Shakedown Or Savior?
Looked at cynically, Adblock Plus is running a shakedown or protection racket: disrupting business deals between advertisers and web publishers and charging a toll. “When people call it a shakedown, I think they mischaracterize it,” says Williams. “I would even go so far as to say this mischaracterization has been hatched inside some PR labs, perhaps of member organizations that will remain nameless.” He may be taking about the company’s archnemesis, the Interactive Advertising Bureau, whose president, Randall Rothenberg, famously called ABP “an unethical, immoral, mendacious coven of techie wannabes” back in January.
There’s also been an issue of trust. ABP and its parent company, Eyeo, have taken heat for some of the whitelisting deals, such as with Taboola. The company places those “Around The Web” paid-content links to ads that masquerade as articles, like “25 Stars Who Are Literally Unrecognizable Without Makeup.” Engadget security and privacy columnist Violet Blue labeled this an example of “pay-for-play” in a February piece called “RIP: Adblock Plus.”
Williams says that this deal covered just some Taboola ads: Each had to be approved individually. The deal still took a lot of heat in ABP’s user forums, and steps were taken to more clearly label them as advertorial, the company said in response to users. “This is actually a great example of how the Acceptable Ads initiative is an evolving, two-way process between advertisers and users,” writes Williams in a follow-up email to me. “We’re not going to get it right every time, of course, but the policy evolves with time and with user feedback.”

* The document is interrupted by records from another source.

//! MySQL-family backend (cargo feature `mysql`).
//!
//! Mirrors the PostgreSQL backend over a mysql_async connection pool, with
//! introspection against `information_schema` scoped to the configured
//! database.

use async_trait::async_trait;
use mysql_async::prelude::*;
use mysql_async::{Opts, OptsBuilder, Pool};
use tracing::info;

use crate::catalog::{ForeignKeyRef, SchemaCatalog, StatementRunner};
use crate::config::DatabaseConfig;
use crate::error::Result;
use crate::metadata::{
    EntityRecord, MetadataStore, RelationshipMetadata, COLLECTION_TYPE_KEY, RELATED_CLASS_KEY,
};

/// MySQL backend for the migration engine.
pub struct MysqlBackend {
    pool: Pool,
    database: String,
}

impl MysqlBackend {
    /// Connect to the database described by the configuration.
    pub async fn connect(config: &DatabaseConfig) -> Result<Self> {
        let opts: Opts = OptsBuilder::default()
            .ip_or_hostname(config.host.clone())
            .tcp_port(config.port)
            .db_name(Some(config.database.clone()))
            .user(Some(config.user.clone()))
            .pass(Some(config.password.clone()))
            .into();

        let pool = Pool::new(opts);
        let backend = Self {
            pool,
            database: config.database.clone(),
        };
        backend.test_connection().await?;

        info!(
            "Connected to MySQL: {}:{}/{}",
            config.host, config.port, config.database
        );

        Ok(backend)
    }

    /// Verify the connection is usable.
    pub async fn test_connection(&self) -> Result<()> {
        let mut conn = self.pool.get_conn().await?;
        conn.query_drop("SELECT 1").await?;
        Ok(())
    }

    async fn entity_by_query(&self, sql: &str, field_id: i64) -> Result<Option<EntityRecord>> {
        let mut conn = self.pool.get_conn().await?;
        let rows: Vec<(i64, String, Option<String>, Option<String>, Option<String>)> =
            conn.exec(sql, (field_id,)).await?;

        Ok(rows
            .into_iter()
            .next()
            .map(|(id, class_name, module, namespace, table_name)| EntityRecord {
                id,
                class_name,
                module,
                namespace,
                table_name,
            }))
    }
}

#[async_trait]
impl SchemaCatalog for MysqlBackend {
    async fn table_exists(&self, name: &str) -> Result<bool> {
        let mut conn = self.pool.get_conn().await?;
        let rows: Vec<u8> = conn
            .exec(
                "SELECT 1 FROM information_schema.tables \
                 WHERE table_schema = ? AND table_name = ?",
                (&self.database, name),
            )
            .await?;
        Ok(!rows.is_empty())
    }

    async fn list_tables_with_suffix(&self, suffix: &str) -> Result<Vec<String>> {
        let mut conn = self.pool.get_conn().await?;
        let pattern = format!("%{}", suffix);
        let rows: Vec<String> = conn
            .exec(
                "SELECT table_name FROM information_schema.tables \
                 WHERE table_schema = ? AND table_name LIKE ? \
                 ORDER BY table_name",
                (&self.database, pattern),
            )
            .await?;
        Ok(rows)
    }

    async fn list_foreign_keys(&self, table: &str) -> Result<Vec<ForeignKeyRef>> {
        let mut conn = self.pool.get_conn().await?;
        let rows: Vec<(String, String)> = conn
            .exec(
                "SELECT column_name, referenced_table_name \
                 FROM information_schema.key_column_usage \
                 WHERE table_schema = ? AND table_name = ? \
                   AND referenced_table_name IS NOT NULL",
                (&self.database, table),
            )
            .await?;

        Ok(rows
            .into_iter()
            .map(|(source_column, target_table)| ForeignKeyRef {
                source_column,
                target_table,
            })
            .collect())
    }

    async fn list_columns(&self, table: &str) -> Result<Vec<String>> {
        let mut conn = self.pool.get_conn().await?;
        let rows: Vec<String> = conn
            .exec(
                "SELECT column_name FROM information_schema.columns \
                 WHERE table_schema = ? AND table_name = ? \
                 ORDER BY ordinal_position",
                (&self.database, table),
            )
            .await?;
        Ok(rows)
    }
}

#[async_trait]
impl StatementRunner for MysqlBackend {
    async fn execute(&self, sql: &str) -> Result<u64> {
        let mut conn = self.pool.get_conn().await?;
        conn.query_drop(sql).await?;
        Ok(conn.affected_rows())
    }
}

#[async_trait]
impl MetadataStore for MysqlBackend {
    async fn collection_fields(&self) -> Result<Vec<RelationshipMetadata>> {
        let mut conn = self.pool.get_conn().await?;
        let rows: Vec<(i64, Option<String>)> = conn
            .exec(
                "SELECT `field_id_OID`, `value` FROM `FieldMetadata` WHERE `key` = ?",
                (COLLECTION_TYPE_KEY,),
            )
            .await?;

        Ok(rows
            .into_iter()
            .map(|(field_id, collection_type)| RelationshipMetadata {
                field_id,
                collection_type: collection_type.unwrap_or_default(),
            })
            .collect())
    }

    async fn owning_entity(&self, field_id: i64) -> Result<Option<EntityRecord>> {
        self.entity_by_query(
            "SELECT `id`, `className`, `module`, `namespace`, `tableName` \
             FROM `Entity` WHERE `id` IN \
             (SELECT `entity_id_OID` FROM `Field` WHERE `id` = ?) LIMIT 1",
            field_id,
        )
        .await
    }

    async fn related_entity(&self, field_id: i64) -> Result<Option<EntityRecord>> {
        let sql = format!(
            "SELECT `id`, `className`, `module`, `namespace`, `tableName` \
             FROM `Entity` WHERE `className` IN \
             (SELECT `value` FROM `FieldMetadata` \
              WHERE `key` = '{}' AND `field_id_OID` = ?) LIMIT 1",
            RELATED_CLASS_KEY
        );
        self.entity_by_query(&sql, field_id).await
    }
}
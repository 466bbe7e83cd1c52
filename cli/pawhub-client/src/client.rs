//! Typed client for the shelter service HTTP API.

use std::cmp::min;
use std::fmt::Debug;
use std::str::FromStr;
use std::time::Duration;

use pawhub_core::dog::Dog;
use rand::seq::IndexedRandom;
use reqwest::header::{self, HeaderMap};
use reqwest::{Method, StatusCode};
use serde::Serialize;
use serde::de::DeserializeOwned;
use tracing::{debug, instrument};
use url::Url;

use crate::config::ClientConfig;
use crate::error::{ApiError, MatchError, SearchError, TransientError};
use crate::types::{
    Credentials,
    DogId,
    MAX_ID_BATCH,
    MatchResponse,
    SearchCriteria,
    SearchOutcome,
    SearchPage,
};

/// Additional attempts after the first transient failure.
pub const RETRY_BUDGET: u32 = 2;
/// First backoff delay, doubled per attempt.
const BACKOFF_BASE: Duration = Duration::from_millis(250);
/// Upper bound on a single backoff delay.
const BACKOFF_CAP: Duration = Duration::from_secs(2);
/// Bound on the availability probe so a dead service cannot hang callers.
pub const PROBE_TIMEOUT: Duration = Duration::from_secs(5);
/// Sample size used when drawing a random match.
const MATCH_SAMPLE_SIZE: u32 = 100;

/// Body placeholder for requests without one.
const NO_BODY: Option<&()> = None;

/// A client for the shelter service.
///
/// This wraps a [reqwest::Client] and handles:
/// - cookie-based session credentials (in-process cookie store plus an
///   optional persisted session cookie from [ClientConfig])
/// - retry with exponential backoff for transient failures
/// - error classification (auth vs. transient vs. exhausted)
#[derive(Clone)]
pub struct ShelterClient {
    http: reqwest::Client,
    base_url: Url,
    config: ClientConfig,
}

impl Debug for ShelterClient {
    fn fmt(&self, f: &mut std::fmt::Formatter<'_>) -> std::fmt::Result {
        f.debug_struct("ShelterClient")
            .field("base_url", &self.config.base_url)
            .finish_non_exhaustive()
    }
}

impl ShelterClient {
    /// Create a new shelter client from configuration.
    pub fn new(config: ClientConfig) -> Result<Self, ApiError> {
        let base_url = Url::parse(&config.base_url).map_err(ApiError::InvalidUrl)?;
        let http = build_http_client(&config)?;
        Ok(Self {
            http,
            base_url,
            config,
        })
    }

    /// Get the configured base URL.
    pub fn base_url(&self) -> &str {
        &self.config.base_url
    }

    /// Issue one logical request, classifying and retrying failures.
    ///
    /// A 401 response propagates immediately as [ApiError::AuthRequired];
    /// any other non-2xx status and any transport error counts against the
    /// retry budget, with the backoff delay doubling per attempt.
    async fn execute<B>(
        &self,
        method: Method,
        path: &str,
        query: &[(&'static str, String)],
        body: Option<&B>,
        timeout: Option<Duration>,
    ) -> Result<reqwest::Response, ApiError>
    where
        B: Serialize + ?Sized + Sync,
    {
        let url = self.base_url.join(path).map_err(ApiError::InvalidUrl)?;

        let mut delay = BACKOFF_BASE;
        let mut last_error = None;
        for attempt in 0..=RETRY_BUDGET {
            if attempt > 0 {
                debug!(?delay, attempt, path, "retrying after transient failure");
                tokio::time::sleep(delay).await;
                delay = min(delay * 2, BACKOFF_CAP);
            }

            let mut request = self.http.request(method.clone(), url.clone());
            if !query.is_empty() {
                request = request.query(query);
            }
            if let Some(body) = body {
                request = request.json(body);
            }
            if let Some(timeout) = timeout {
                request = request.timeout(timeout);
            }

            let transient = match request.send().await {
                Ok(response) if response.status().is_success() => return Ok(response),
                Ok(response) if response.status() == StatusCode::UNAUTHORIZED => {
                    return Err(ApiError::AuthRequired);
                },
                Ok(response) => TransientError::Status(response.status()),
                Err(err) => TransientError::Request(err),
            };
            debug!(%transient, attempt, path, "attempt failed");
            last_error = Some(transient);
        }

        Err(ApiError::ExhaustedRetries {
            attempts: RETRY_BUDGET + 1,
            source: last_error.expect("retry loop always records an error"),
        })
    }

    /// [Self::execute] plus JSON decoding of the response body.
    async fn request_json<B, T>(
        &self,
        method: Method,
        path: &str,
        query: &[(&'static str, String)],
        body: Option<&B>,
    ) -> Result<T, ApiError>
    where
        B: Serialize + ?Sized + Sync,
        T: DeserializeOwned,
    {
        self.execute(method, path, query, body, None)
            .await?
            .json()
            .await
            .map_err(ApiError::Response)
    }

    /// Fetch one raw search page (ids only, no detail resolution).
    async fn search_page(&self, criteria: &SearchCriteria) -> Result<SearchPage, ApiError> {
        self.request_json(Method::GET, "/dogs/search", &criteria.to_query(), NO_BODY)
            .await
    }
}

// ---------------------------------------------------------------------------
// ClientTrait
// ---------------------------------------------------------------------------

/// The complete shelter API surface.
///
/// This trait enables alternate implementations:
/// - **HTTP** (current): calls to the hosted service via [ShelterClient]
/// - **Stub** (tests): canned responses without HTTP
#[allow(async_fn_in_trait)]
pub trait ClientTrait {
    /// Log in, returning the session cookie value if the service issued
    /// one, so callers can persist it for later processes.
    async fn login(&self, credentials: &Credentials) -> Result<Option<String>, ApiError>;

    /// Invalidate the session server-side.
    async fn logout(&self) -> Result<(), ApiError>;

    /// Probe a protected endpoint to learn whether the session is live.
    /// Bounded by [PROBE_TIMEOUT] per attempt.
    async fn probe(&self) -> Result<(), ApiError>;

    /// All available breeds, in server order.
    async fn breeds(&self) -> Result<Vec<String>, ApiError>;

    /// Execute a search and resolve the returned ids into full entities.
    async fn search(&self, criteria: &SearchCriteria) -> Result<SearchOutcome, SearchError>;

    /// Resolve ids into full entities via the batched detail capability.
    /// At most [MAX_ID_BATCH] ids are submitted; extras are dropped.
    async fn resolve_dogs(&self, ids: &[DogId]) -> Result<Vec<Dog>, ApiError>;

    /// Ask the service to pick one of the given favorites.
    async fn match_from_favorites(&self, ids: &[DogId]) -> Result<Dog, MatchError>;

    /// Draw a match from the whole population: a random breed is sampled,
    /// searched, and one of the results picked uniformly.
    async fn random_match(&self) -> Result<Dog, MatchError>;
}

impl ClientTrait for ShelterClient {
    #[instrument(skip_all, fields(name = %credentials.name))]
    async fn login(&self, credentials: &Credentials) -> Result<Option<String>, ApiError> {
        let response = self
            .execute(Method::POST, "/auth/login", &[], Some(credentials), None)
            .await?;
        debug!("login accepted");
        Ok(session_cookie_from(response.headers()))
    }

    #[instrument(skip_all)]
    async fn logout(&self) -> Result<(), ApiError> {
        self.execute(Method::POST, "/auth/logout", &[], NO_BODY, None)
            .await?;
        Ok(())
    }

    async fn probe(&self) -> Result<(), ApiError> {
        self.execute(
            Method::GET,
            "/dogs/breeds",
            &[],
            NO_BODY,
            Some(PROBE_TIMEOUT),
        )
        .await?;
        Ok(())
    }

    async fn breeds(&self) -> Result<Vec<String>, ApiError> {
        self.request_json(Method::GET, "/dogs/breeds", &[], NO_BODY)
            .await
    }

    #[instrument(skip_all, fields(page = criteria.page()))]
    async fn search(&self, criteria: &SearchCriteria) -> Result<SearchOutcome, SearchError> {
        let (age_min, age_max) = criteria.age_bounds();
        if age_min > age_max {
            return Err(SearchError::InvalidAgeRange {
                min: age_min,
                max: age_max,
            });
        }

        let page = self.search_page(criteria).await?;
        debug!(
            ids = page.result_ids.len(),
            total = page.total,
            "received search page"
        );

        let dogs = if page.result_ids.is_empty() {
            Vec::new()
        } else {
            self.resolve_dogs(&page.result_ids).await?
        };

        let page_size = u64::from(criteria.page_size());
        Ok(SearchOutcome {
            dogs,
            total: page.total,
            page: criteria.page(),
            page_count: page.total.div_ceil(page_size) as u32,
        })
    }

    async fn resolve_dogs(&self, ids: &[DogId]) -> Result<Vec<Dog>, ApiError> {
        if ids.is_empty() {
            return Ok(Vec::new());
        }
        if ids.len() > MAX_ID_BATCH {
            debug!(
                dropped = ids.len() - MAX_ID_BATCH,
                "capping detail fetch to the batch maximum"
            );
        }
        let batch = &ids[..min(ids.len(), MAX_ID_BATCH)];
        self.request_json(Method::POST, "/dogs", &[], Some(batch))
            .await
    }

    #[instrument(skip_all, fields(candidates = ids.len()))]
    async fn match_from_favorites(&self, ids: &[DogId]) -> Result<Dog, MatchError> {
        if ids.is_empty() {
            return Err(MatchError::NoFavorites);
        }
        let batch = &ids[..min(ids.len(), MAX_ID_BATCH)];
        let response: MatchResponse = self
            .request_json(Method::POST, "/dogs/match", &[], Some(batch))
            .await?;
        debug!(id = %response.matched, "service picked a match");

        let dogs = self.resolve_dogs(&[response.matched.clone()]).await?;
        dogs.into_iter()
            .next()
            .ok_or(MatchError::UnresolvedMatch(response.matched))
    }

    #[instrument(skip_all)]
    async fn random_match(&self) -> Result<Dog, MatchError> {
        let breeds = self.breeds().await?;
        let breed = {
            let mut rng = rand::rng();
            breeds.choose(&mut rng).cloned()
        };

        let criteria = SearchCriteria::new()
            .with_page_size(MATCH_SAMPLE_SIZE)
            .with_breeds(breed.clone().into_iter().collect());
        let mut page = self.search_page(&criteria).await?;

        if page.result_ids.is_empty() {
            debug!(?breed, "no dogs for the sampled breed, retrying unconstrained");
            let unconstrained = SearchCriteria::new().with_page_size(MATCH_SAMPLE_SIZE);
            page = self.search_page(&unconstrained).await?;
        }

        let id = {
            let mut rng = rand::rng();
            page.result_ids.choose(&mut rng).cloned()
        }
        .ok_or(MatchError::NoCandidates)?;

        let dogs = self.resolve_dogs(&[id.clone()]).await?;
        dogs.into_iter()
            .next()
            .ok_or(MatchError::UnresolvedMatch(id))
    }
}

// ---------------------------------------------------------------------------
// Helper functions
// ---------------------------------------------------------------------------

/// Collects the `name=value` pairs of all `Set-Cookie` headers on a
/// response, in a form suitable for replay as one `Cookie` header.
fn session_cookie_from(headers: &HeaderMap) -> Option<String> {
    let pairs = headers
        .get_all(header::SET_COOKIE)
        .iter()
        .filter_map(|value| value.to_str().ok())
        .filter_map(|value| value.split(';').next())
        .map(str::trim)
        .filter(|pair| !pair.is_empty())
        .collect::<Vec<_>>();
    if pairs.is_empty() {
        None
    } else {
        Some(pairs.join("; "))
    }
}

/// Build the HTTP client with session credentials attached by default.
fn build_http_client(config: &ClientConfig) -> Result<reqwest::Client, ApiError> {
    let mut headers = HeaderMap::new();

    // A session cookie persisted by an earlier process
    if let Some(cookie) = &config.session_cookie {
        headers.insert(
            header::COOKIE,
            header::HeaderValue::from_str(cookie).map_err(|e| ApiError::Other(e.to_string()))?,
        );
    }

    for (key, value) in &config.extra_headers {
        headers.insert(
            header::HeaderName::from_str(key).map_err(
                |e: header::InvalidHeaderName| ApiError::Other(e.to_string()),
            )?,
            header::HeaderValue::from_str(value).map_err(
                |e: header::InvalidHeaderValue| ApiError::Other(e.to_string()),
            )?,
        );
    }

    debug!(
        base_url = %config.base_url,
        has_session = config.session_cookie.is_some(),
        extra_headers = config.extra_headers.len(),
        "building shelter HTTP client"
    );

    let client_builder = reqwest::Client::builder()
        .default_headers(headers)
        .cookie_store(true)
        .connect_timeout(Duration::from_secs(15))
        .timeout(Duration::from_secs(60));

    let client_builder = if let Some(ref user_agent) = config.user_agent {
        client_builder.user_agent(user_agent)
    } else {
        client_builder
    };

    client_builder
        .build()
        .map_err(|e| ApiError::Other(e.to_string()))
}
use std::fmt::Display;

use crossterm::style::Stylize;

/// Write a message to stderr.
///
/// This is a wrapper around `eprintln!` that can be further extended
/// to include logging, word wrapping, ANSI filtering etc.
fn print_message(v: impl Display) {
    eprintln!("{v}");
}

/// alias for [print_message]
pub(crate) fn plain(v: impl Display) {
    print_message(v);
}
pub(crate) fn error(v: impl Display) {
    print_message(std::format_args!("{} {v}", "❌ ERROR:".red()));
}
pub(crate) fn created(v: impl Display) {
    print_message(std::format_args!("✨ {v}"));
}
/// double width character, add an additional space for alignment
pub(crate) fn deleted(v: impl Display) {
    print_message(std::format_args!("🗑️  {v}"));
}
pub(crate) fn updated(v: impl Display) {
    print_message(std::format_args!("✅ {v}"));
}
/// double width character, add an additional space for alignment
pub(crate) fn warning(v: impl Display) {
    print_message(std::format_args!("⚠️  {v}"));
}
use std::fmt;

use serde::de::Error;
use serde::{Deserialize, Deserializer, Serialize, Serializer};

/// A compile-time pinned schema version for state files.
///
/// `Version<V>` serializes as the integer `V` and fails to deserialize from
/// any other value, so a reader of an incompatible state file errors out
/// early instead of misinterpreting its contents.
#[derive(Clone, Copy, Debug, Default, Eq, PartialEq)]
pub struct Version<const V: u8>;

impl<const V: u8> fmt::Display for Version<V> {
    fn fmt(&self, f: &mut fmt::Formatter<'_>) -> fmt::Result {
        write!(f, "{V}")
    }
}

impl<const V: u8> Serialize for Version<V> {
    fn serialize<S>(&self, serializer: S) -> Result<S::Ok, S::Error>
    where
        S: Serializer,
    {
        serializer.serialize_u8(V)
    }
}

impl<'de, const V: u8> Deserialize<'de> for Version<V> {
    fn deserialize<D>(deserializer: D) -> Result<Self, D::Error>
    where
        D: Deserializer<'de>,
    {
        let version = u8::deserialize(deserializer)?;
        if version != V {
            return Err(D::Error::custom(format!(
                "unsupported state file version {version}, expected {V}"
            )));
        }
        Ok(Version)
    }
}

#[cfg(test)]
mod tests {
    use super::*;

    #[derive(Debug, Deserialize, Serialize)]
    struct State {
        version: Version<1>,
    }

    #[test]
    fn serializes_as_integer() {
        let json = serde_json::to_string(&State { version: Version }).unwrap();
        assert_eq!(json, r#"{"version":1}"#);
    }

    #[test]
    fn rejects_other_versions() {
        let parsed = serde_json::from_str::<State>(r#"{"version":2}"#);
        assert!(parsed.is_err());
    }
}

Last year, ABP announced plans to avoid conflict-of-interest concerns by moving the decision-making about whitelisting outside the company to an independent Acceptable Ads Board. Williams says that the organization’s bylaws are “99.9%” complete, that members are being recruited, and that the committee will first convene in early 2017. “I think that will quash a lot of that criticism, because we are creating in essence a firewall between our monetization … and what is considered acceptable and not,” says Williams.
UPDATED: This article has been updated to include the response by Google and AppNexus after the AdBlock Plus and ComboTag announcement.